Michael K.G. Stewart1, John F. Bechberger2, Ian Welch4, Christian C. Naus2 and Dale W. Laird1,3

1 Department of Physiology and Pharmacology, University of Western Ontario, London, Ontario, Canada

2 Department of Cellular and Physiological Sciences, University of British Columbia, Vancouver, British Columbia, Canada

3 Department of Anatomy and Cell Biology, University of Western Ontario, London, Ontario, Canada

4 Animal Care and Veterinary Services, University of Western Ontario, London, Ontario, Canada

Correspondence to:

Dale W. Laird, email:

Keywords: connexin26, mammary gland, breast cancer, DMBA

Received: May 22, 2015 Accepted: September 17, 2015 Published: October 02, 2015

Abstract

Down-regulation of the gap junction protein connexin26 (Cx26) is an early event following breast cancer onset and has led to Cx26 being classically described as a tumor suppressor. Interestingly, mutations in theCx26 gene (GJB2) reduce or ablate Cx26 gap junction channel function and are the most common cause of genetic deafness. It is unknown if patients with loss-of-function GJB2 mutations have a greater susceptibility to breast tumorigenesis or aggressive breast cancer progression. To investigate these possibilities, 7, 12-dimethylbenz[α]anthracene (DMBA)-induced tumor development was evaluated in BLG-Cre; Cx26fl/fl mice expressing Cre under the β-Lactoglobulin promoter (Cre+) compared to Cx26fl/fl controlmice (Cre-) following pituitary isograft driven Cx26 knockout.
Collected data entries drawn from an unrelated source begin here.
use super::seat::Seat;
use crate::cards::card::Card;
use crate::cards::strength::Strength;

pub const HAND_SIZE: usize = 5;
pub const HANDS_PER_SEAT: usize = 5;

/// A seat-owned column of up to five cards.
///
/// Cards append in draw order and never move; the parallel rank list mirrors
/// them as raw face numbers kept sorted descending. The rival only ever sees
/// the first four positions, so a full hand's most recent card stays
/// concealed until showdown. Concealment is positional, not by rank.
#[derive(Debug, Clone)]
pub struct Hand {
    owner: Seat,
    cards: Vec<Card>,
    ranks: Vec<u8>,
}

impl Hand {
    pub fn new(owner: Seat) -> Self {
        Self {
            owner,
            cards: Vec::with_capacity(HAND_SIZE),
            ranks: Vec::with_capacity(HAND_SIZE),
        }
    }

    pub fn owner(&self) -> Seat {
        self.owner
    }
    pub fn size(&self) -> usize {
        self.cards.len()
    }
    pub fn is_full(&self) -> bool {
        self.cards.len() == HAND_SIZE
    }

    pub fn add(&mut self, card: Card) {
        assert!(self.cards.len() < HAND_SIZE);
        self.cards.push(card);
        self.ranks.push(card.rank().raw());
        self.ranks.sort_unstable_by(|a, b| b.cmp(a));
    }

    /// Swap out the most recently appended card, returning the displaced one.
    /// The slot keeps its position, so a rival's view of a full hand is
    /// unchanged by the exchange.
    pub fn replace_last(&mut self, card: Card) -> Card {
        let last = self.cards.len() - 1;
        let displaced = std::mem::replace(&mut self.cards[last], card);
        let gone = self
            .ranks
            .iter()
            .position(|&r| r == displaced.rank().raw())
            .expect("rank list mirrors cards");
        self.ranks.remove(gone);
        self.ranks.push(card.rank().raw());
        self.ranks.sort_unstable_by(|a, b| b.cmp(a));
        displaced
    }

    /// The owner sees everything; anyone else sees only the first four cards
    /// ever added, whatever their ranks.
    pub fn cards_seen_by(&self, viewer: Seat) -> &[Card] {
        if viewer == self.owner {
            &self.cards
        } else {
            &self.cards[..self.cards.len().min(HAND_SIZE - 1)]
        }
    }

    /// Raw face numbers of the visible cards, sorted descending.
    pub fn ranks_seen_by(&self, viewer: Seat) -> Vec<u8> {
        if viewer == self.owner || self.cards.len() < HAND_SIZE {
            self.ranks.clone()
        } else {
            let concealed = self.cards[HAND_SIZE - 1].rank().raw();
            let mut ranks = self.ranks.clone();
            let hidden = ranks
                .iter()
                .position(|&r| r == concealed)
                .expect("rank list mirrors cards");
            ranks.remove(hidden);
            ranks
        }
    }

    /// Full-knowledge value, for the owner's own reasoning and the showdown.
    pub fn strength(&self) -> Strength {
        Strength::from(self.cards.as_slice())
    }

    /// Value this hand would have with `card` appended.
    pub fn potential(&self, card: Card) -> Strength {
        let mut cards = self.cards.clone();
        cards.push(card);
        Strength::from(cards.as_slice())
    }
}

/// Placement may only target the hands tied for fewest cards, which keeps the
/// five columns growing level.
pub fn playable(hands: &[Hand; HANDS_PER_SEAT]) -> Vec<usize> {
    let fewest = hands.iter().map(Hand::size).min().expect("five hands");
    hands
        .iter()
        .enumerate()
        .filter(|(_, hand)| hand.size() == fewest)
        .map(|(i, _)| i)
        .collect()
}

impl std::fmt::Display for Hand {
    fn fmt(&self, f: &mut std::fmt::Formatter) -> std::fmt::Result {
        for card in self.cards.iter() {
            write!(f, "{} ", card)?;
        }
        Ok(())
    }
}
A significantly increased number of DMBA-treated Cre+ mice developed primary mammary tumors, as well as developed multiple tumors, compared to Cre- mice. Primary tumors of Cre+ mice were of multiple histological subtypes and had similar palpable tumour onset and growth rate compared to tumors from Cre- mice. Lungs were evaluated for evidence of metastases revealing a similar percentage of lung metastases in Cre+ and Cre- mice. Together, our results suggest that loss of Cx26 predisposes the mammary gland to chemically induced mammary tumour formation which may have important implications to patients with GJB2 mutations.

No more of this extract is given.